(Description of the task): Below are the entries. Transcribe exactly the lines from the one with "use tokio::sync::mpsc;" through the one with "client, bounded by", ends included, and leave out all others.

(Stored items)
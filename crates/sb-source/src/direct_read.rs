//! Startup bulk scans of configured namespaces.

use futures::stream::{self, StreamExt, TryStreamExt};
use mongodb::bson::{doc, Document};
use mongodb::Client;
use tokio::sync::mpsc;
use tracing::info;

use sb_common::{parse_namespace, Op, OpKind, OpSource, SyncError};

use crate::filters::OpFilter;
use crate::resume::now_timestamp;

/// Scans every configured namespace on every client, bounded by
/// `worker_count` concurrent scans. Clients that do not host a namespace
/// simply yield nothing.
pub(crate) async fn run_direct_reads(
    clients: Vec<Client>,
    namespaces: Vec<String>,
    worker_count: usize,
    filter: OpFilter,
    tx: mpsc::Sender<Op>,
    err_tx: mpsc::Sender<SyncError>,
) {
    let scans: Vec<(Client, String)> = clients
        .iter()
        .flat_map(|client| {
            namespaces
                .iter()
                .map(move |ns| (client.clone(), ns.clone()))
        })
        .collect();

    stream::iter(scans)
        .for_each_concurrent(worker_count.max(1), |(client, ns)| {
            let filter = filter.clone();
            let tx = tx.clone();
            let err_tx = err_tx.clone();
            async move {
                if let Err(e) = scan_collection(client, &ns, &filter, &tx).await {
                    let _ = err_tx.send(e).await;
                }
            }
        })
        .await;

    info!("Direct reads completed");
}

async fn scan_collection(
    client: Client,
    namespace: &str,
    filter: &OpFilter,
    tx: &mpsc::Sender<Op>,
) -> Result<(), SyncError> {
    let (db, col) = parse_namespace(namespace)?;
    let mut cursor = client
        .database(&db)
        .collection::<Document>(&col)
        .find(doc! {})
        .await
        .map_err(SyncError::source_err)?;

    while let Some(doc) = cursor.try_next().await.map_err(SyncError::source_err)? {
        let id = match doc.get("_id").cloned() {
            Some(id) => id,
            None => continue,
        };
        let op = Op {
            id,
            namespace: namespace.to_string(),
            kind: OpKind::Insert,
            doc: Some(doc),
            change: None,
            timestamp: now_timestamp(),
            source: OpSource::DirectRead,
            resume_token: None,
        };
        if filter(&op) && tx.send(op).await.is_err() {
            // consumers are gone; abandon the scan quietly
            return Ok(());
        }
    }
    Ok(())
}
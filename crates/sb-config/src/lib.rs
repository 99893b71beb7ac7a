//! Configuration for the sync daemon.
//!
//! Options come from a TOML file and CLI flags; a flag given on the command
//! line always wins over the same key in the file, and documented defaults
//! apply last.

use std::net::SocketAddr;
use std::path::PathBuf;
use std::time::Duration;

use clap::Parser;
use serde::Deserialize;

use sb_common::{parse_namespace, Result, SyncError};
pub use sb_common::ResumeStrategy;

pub const NAME: &str = "searchbridge";
pub const VERSION: &str = env!("CARGO_PKG_VERSION");

pub const MONGO_URL_DEFAULT: &str = "mongodb://localhost:27017";
pub const RESUME_NAME_DEFAULT: &str = "default";
pub const HTTP_ADDR_DEFAULT: &str = ":8010";

const FLUSH_BUFFER_SIZE_DEFAULT: usize = 10;
const FLUSH_INTERVAL_DEFAULT: i64 = 10;
const CHANNEL_SIZE_DEFAULT: usize = 512;
const BUFFER_SIZE_DEFAULT: usize = 32;
const BUFFER_DURATION_DEFAULT: &str = "75ms";

// ============================================================================
// Engine descriptors
// ============================================================================

/// Static configuration for one downstream engine. Empty strings mean unset,
/// matching the TOML layout where optional keys are simply omitted.
#[derive(Debug, Clone, Default, Deserialize)]
pub struct EngineConfig {
    #[serde(rename = "Name")]
    pub name: String,
    #[serde(rename = "Namespace")]
    pub namespace: String,
    #[serde(rename = "ChangeStreamNS", default)]
    pub change_stream_ns: String,
    #[serde(rename = "DirectReadNS", default)]
    pub direct_read_ns: String,
    #[serde(rename = "FunctionName", default)]
    pub function_name: String,
}

impl EngineConfig {
    pub fn direct_read_ns(&self) -> Option<&str> {
        (!self.direct_read_ns.is_empty()).then_some(self.direct_read_ns.as_str())
    }

    pub fn change_stream_ns(&self) -> Option<&str> {
        (!self.change_stream_ns.is_empty()).then_some(self.change_stream_ns.as_str())
    }

    pub fn function_name(&self) -> Option<&str> {
        (!self.function_name.is_empty()).then_some(self.function_name.as_str())
    }
}

// ============================================================================
// Source tuning
// ============================================================================

#[derive(Debug, Clone, Deserialize)]
#[serde(default, rename_all = "kebab-case")]
pub struct SourceSettings {
    pub channel_size: usize,
    pub buffer_size: usize,
    pub buffer_duration: String,
}

impl Default for SourceSettings {
    fn default() -> Self {
        Self {
            channel_size: CHANNEL_SIZE_DEFAULT,
            buffer_size: BUFFER_SIZE_DEFAULT,
            buffer_duration: BUFFER_DURATION_DEFAULT.to_string(),
        }
    }
}

impl SourceSettings {
    pub fn buffer_duration(&self) -> Result<Duration> {
        parse_duration(&self.buffer_duration)
    }
}

/// Parses durations of the form `75ms`, `2s`, `1m`, `1h`.
pub fn parse_duration(s: &str) -> Result<Duration> {
    let s = s.trim();
    let split = s
        .find(|c: char| !c.is_ascii_digit())
        .ok_or_else(|| SyncError::Config(format!("duration is missing a unit: {}", s)))?;
    let (value, unit) = s.split_at(split);
    let value: u64 = value
        .parse()
        .map_err(|_| SyncError::Config(format!("invalid duration: {}", s)))?;
    match unit {
        "ms" => Ok(Duration::from_millis(value)),
        "s" => Ok(Duration::from_secs(value)),
        "m" => Ok(Duration::from_secs(value * 60)),
        "h" => Ok(Duration::from_secs(value * 3600)),
        _ => Err(SyncError::Config(format!("invalid duration unit: {}", s))),
    }
}

// ============================================================================
// CLI flags
// ============================================================================

#[derive(Debug, Parser, Default)]
#[command(name = "sb-syncd", version, about = "Stream MongoDB changes into search engines")]
pub struct Cli {
    /// Location of the TOML configuration file
    #[arg(short = 'f', value_name = "FILE")]
    pub config_file: Option<PathBuf>,

    /// True to enable the internal http server
    #[arg(long)]
    pub enable_http_server: bool,

    /// The address the internal http server listens on
    #[arg(long)]
    pub http_server_addr: Option<String>,

    /// App search connection URL
    #[arg(long)]
    pub app_search_url: Option<String>,

    /// App search api key
    #[arg(long)]
    pub app_search_api_key: Option<String>,

    /// The number of concurrent indexing workers
    #[arg(long)]
    pub app_search_clients: Option<usize>,

    /// Core MongoDB connection URL
    #[arg(long)]
    pub core_mongo_url: Option<String>,

    /// Learn MongoDB connection URL
    #[arg(long)]
    pub learn_mongo_url: Option<String>,

    /// Engagement MongoDB connection URL
    #[arg(long)]
    pub engagement_mongo_url: Option<String>,

    /// Test MongoDB connection URL
    #[arg(long)]
    pub test_mongo_url: Option<String>,

    /// Override the database name which contains the oplog
    #[arg(long)]
    pub mongo_oplog_database_name: Option<String>,

    /// Override the collection name which contains the oplog
    #[arg(long)]
    pub mongo_oplog_collection_name: Option<String>,

    /// True to output verbose messages
    #[arg(long)]
    pub verbose: bool,

    /// True to store the last synced position and resume on a subsequent run
    #[arg(long)]
    pub resume: bool,

    /// Strategy to use for resuming. 0=timestamp,1=token
    #[arg(long)]
    pub resume_strategy: Option<u8>,

    /// Timestamp to resume syncing from
    #[arg(long)]
    pub resume_from_timestamp: Option<i64>,

    /// True to speed up resume-state writes at the cost of error checking
    #[arg(long)]
    pub resume_write_unsafe: bool,

    /// True to replay all events from the beginning of the change history
    #[arg(long)]
    pub replay: bool,

    /// Enable stats collection
    #[arg(long)]
    pub stats: bool,

    /// Enable profiling endpoints
    #[arg(long)]
    pub pprof: bool,

    /// Name under which to load/store the resume state
    #[arg(long)]
    pub resume_name: Option<String>,

    /// Set to true to read directly from MongoDB collections on startup
    #[arg(long)]
    pub direct_reads: bool,

    /// Set to true to observe changes via change streams
    #[arg(long)]
    pub change_streams: bool,

    /// Set to true to exit after direct reads are complete
    #[arg(long)]
    pub exit_after_direct_reads: bool,

    /// Set to true to forward delete operations downstream
    #[arg(long)]
    pub index_deletes: bool,

    /// After this number of docs the batch is flushed downstream
    #[arg(long)]
    pub flush_buffer_size: Option<usize>,

    /// Interval (in seconds) at which batches are flushed downstream
    #[arg(long)]
    pub flush_interval: Option<i64>,
}

// ============================================================================
// TOML file layout
// ============================================================================

#[derive(Debug, Default, Deserialize)]
#[serde(default, rename_all = "kebab-case")]
struct FileConfig {
    enable_http_server: bool,
    http_server_addr: String,
    core_mongo_url: String,
    learn_mongo_url: String,
    engagement_mongo_url: String,
    test_mongo_url: String,
    mongo_oplog_database_name: String,
    mongo_oplog_collection_name: String,
    gtm_settings: SourceSettings,
    resume_name: String,
    verbose: bool,
    stats: bool,
    pprof: bool,
    resume: bool,
    resume_strategy: Option<ResumeStrategy>,
    resume_write_unsafe: bool,
    resume_from_timestamp: i64,
    replay: bool,
    app_search_url: String,
    app_search_api_key: String,
    app_search_clients: Option<usize>,
    direct_reads: bool,
    change_streams: bool,
    exit_after_direct_reads: bool,
    index_deletes: bool,
    flush_buffer_size: Option<usize>,
    flush_interval: Option<i64>,
    #[serde(rename = "EngineConfig")]
    engine_config: Vec<EngineConfig>,
}

// ============================================================================
// Merged configuration
// ============================================================================

#[derive(Debug, Clone)]
pub struct Config {
    pub enable_http_server: bool,
    pub http_server_addr: String,
    pub core_mongo_url: String,
    pub learn_mongo_url: String,
    pub engagement_mongo_url: String,
    pub test_mongo_url: String,
    pub oplog_database: Option<String>,
    pub oplog_collection: Option<String>,
    pub source_settings: SourceSettings,
    pub resume_name: String,
    pub verbose: bool,
    pub stats: bool,
    pub pprof: bool,
    pub resume: bool,
    pub resume_strategy: ResumeStrategy,
    pub resume_write_unsafe: bool,
    pub resume_from_timestamp: i64,
    pub replay: bool,
    pub app_search_url: String,
    pub app_search_api_key: String,
    pub app_search_clients: usize,
    pub direct_reads: bool,
    pub change_streams: bool,
    pub exit_after_direct_reads: bool,
    pub index_deletes: bool,
    pub flush_buffer_size: usize,
    pub flush_interval: i64,
    pub engines: Vec<EngineConfig>,
}

fn pick(cli: Option<String>, file: String, default: &str) -> String {
    match cli {
        Some(v) if !v.is_empty() => v,
        _ if !file.is_empty() => file,
        _ => default.to_string(),
    }
}

impl Config {
    /// Builds the effective configuration from parsed CLI flags, loading the
    /// TOML file when one is named.
    pub fn load(cli: Cli) -> Result<Config> {
        let file = match &cli.config_file {
            Some(path) => {
                let raw = std::fs::read_to_string(path).map_err(|e| {
                    SyncError::Config(format!(
                        "unable to read config file {}: {}",
                        path.display(),
                        e
                    ))
                })?;
                toml::from_str::<FileConfig>(&raw).map_err(|e| {
                    SyncError::Config(format!(
                        "unable to parse config file {}: {}",
                        path.display(),
                        e
                    ))
                })?
            }
            None => FileConfig::default(),
        };

        let resume_strategy = match cli.resume_strategy {
            Some(raw) => ResumeStrategy::try_from(raw).map_err(SyncError::Config)?,
            None => file.resume_strategy.unwrap_or_default(),
        };

        let config = Config {
            enable_http_server: cli.enable_http_server || file.enable_http_server,
            http_server_addr: pick(cli.http_server_addr, file.http_server_addr, HTTP_ADDR_DEFAULT),
            core_mongo_url: pick(cli.core_mongo_url, file.core_mongo_url, MONGO_URL_DEFAULT),
            learn_mongo_url: pick(cli.learn_mongo_url, file.learn_mongo_url, MONGO_URL_DEFAULT),
            engagement_mongo_url: pick(
                cli.engagement_mongo_url,
                file.engagement_mongo_url,
                MONGO_URL_DEFAULT,
            ),
            test_mongo_url: pick(cli.test_mongo_url, file.test_mongo_url, MONGO_URL_DEFAULT),
            oplog_database: cli
                .mongo_oplog_database_name
                .or((!file.mongo_oplog_database_name.is_empty())
                    .then_some(file.mongo_oplog_database_name)),
            oplog_collection: cli
                .mongo_oplog_collection_name
                .or((!file.mongo_oplog_collection_name.is_empty())
                    .then_some(file.mongo_oplog_collection_name)),
            source_settings: file.gtm_settings,
            resume_name: pick(cli.resume_name, file.resume_name, RESUME_NAME_DEFAULT),
            verbose: cli.verbose || file.verbose,
            stats: cli.stats || file.stats,
            pprof: cli.pprof || file.pprof,
            resume: cli.resume || file.resume,
            resume_strategy,
            resume_write_unsafe: cli.resume_write_unsafe || file.resume_write_unsafe,
            resume_from_timestamp: cli.resume_from_timestamp.unwrap_or(file.resume_from_timestamp),
            replay: cli.replay || file.replay,
            app_search_url: pick(cli.app_search_url, file.app_search_url, ""),
            app_search_api_key: pick(cli.app_search_api_key, file.app_search_api_key, ""),
            app_search_clients: cli
                .app_search_clients
                .or(file.app_search_clients)
                .filter(|&n| n > 0)
                .unwrap_or(1),
            direct_reads: cli.direct_reads || file.direct_reads,
            change_streams: cli.change_streams || file.change_streams,
            exit_after_direct_reads: cli.exit_after_direct_reads || file.exit_after_direct_reads,
            index_deletes: cli.index_deletes || file.index_deletes,
            flush_buffer_size: cli
                .flush_buffer_size
                .or(file.flush_buffer_size)
                .unwrap_or(FLUSH_BUFFER_SIZE_DEFAULT),
            flush_interval: cli
                .flush_interval
                .or(file.flush_interval)
                .unwrap_or(FLUSH_INTERVAL_DEFAULT),
            engines: file.engine_config,
        };
        config.validate()?;
        Ok(config)
    }

    fn validate(&self) -> Result<()> {
        if self.engines.is_empty() {
            return Err(SyncError::Config("no engine configuration found".to_string()));
        }
        for engine in &self.engines {
            if engine.name.is_empty() {
                return Err(SyncError::Config(format!(
                    "engine for namespace {} has no name",
                    engine.namespace
                )));
            }
            parse_namespace(&engine.namespace)?;
        }
        self.source_settings.buffer_duration()?;
        Ok(())
    }

    /// Source namespaces to bulk-scan on startup. Engines opt in by setting
    /// `DirectReadNS`; the scan itself targets the engine's source namespace.
    pub fn direct_read_ns_list(&self) -> Vec<String> {
        if !self.direct_reads {
            return Vec::new();
        }
        self.engines
            .iter()
            .filter(|e| e.direct_read_ns().is_some())
            .map(|e| e.namespace.clone())
            .collect()
    }

    /// Source namespaces to subscribe to via change streams.
    pub fn change_stream_ns_list(&self) -> Vec<String> {
        self.engines
            .iter()
            .filter(|e| e.change_stream_ns().is_some())
            .map(|e| e.namespace.clone())
            .collect()
    }

    /// The diagnostic server bind address. Accepts the `:port` shorthand.
    pub fn http_addr(&self) -> Result<SocketAddr> {
        let raw = if self.http_server_addr.starts_with(':') {
            format!("0.0.0.0{}", self.http_server_addr)
        } else {
            self.http_server_addr.clone()
        };
        raw.parse()
            .map_err(|e| SyncError::Config(format!("invalid http server address {}: {}", raw, e)))
    }

    pub fn user_agent(&self) -> String {
        format!("{} v{}", NAME, VERSION)
    }
}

(Solution to this task):
use tokio::sync::mpsc;
use tracing::info;

use sb_common::{parse_namespace, Op, OpKind, OpSource, SyncError};

use crate::filters::OpFilter;
use crate::resume::now_timestamp;

/// Scans every configured namespace on every client, bounded by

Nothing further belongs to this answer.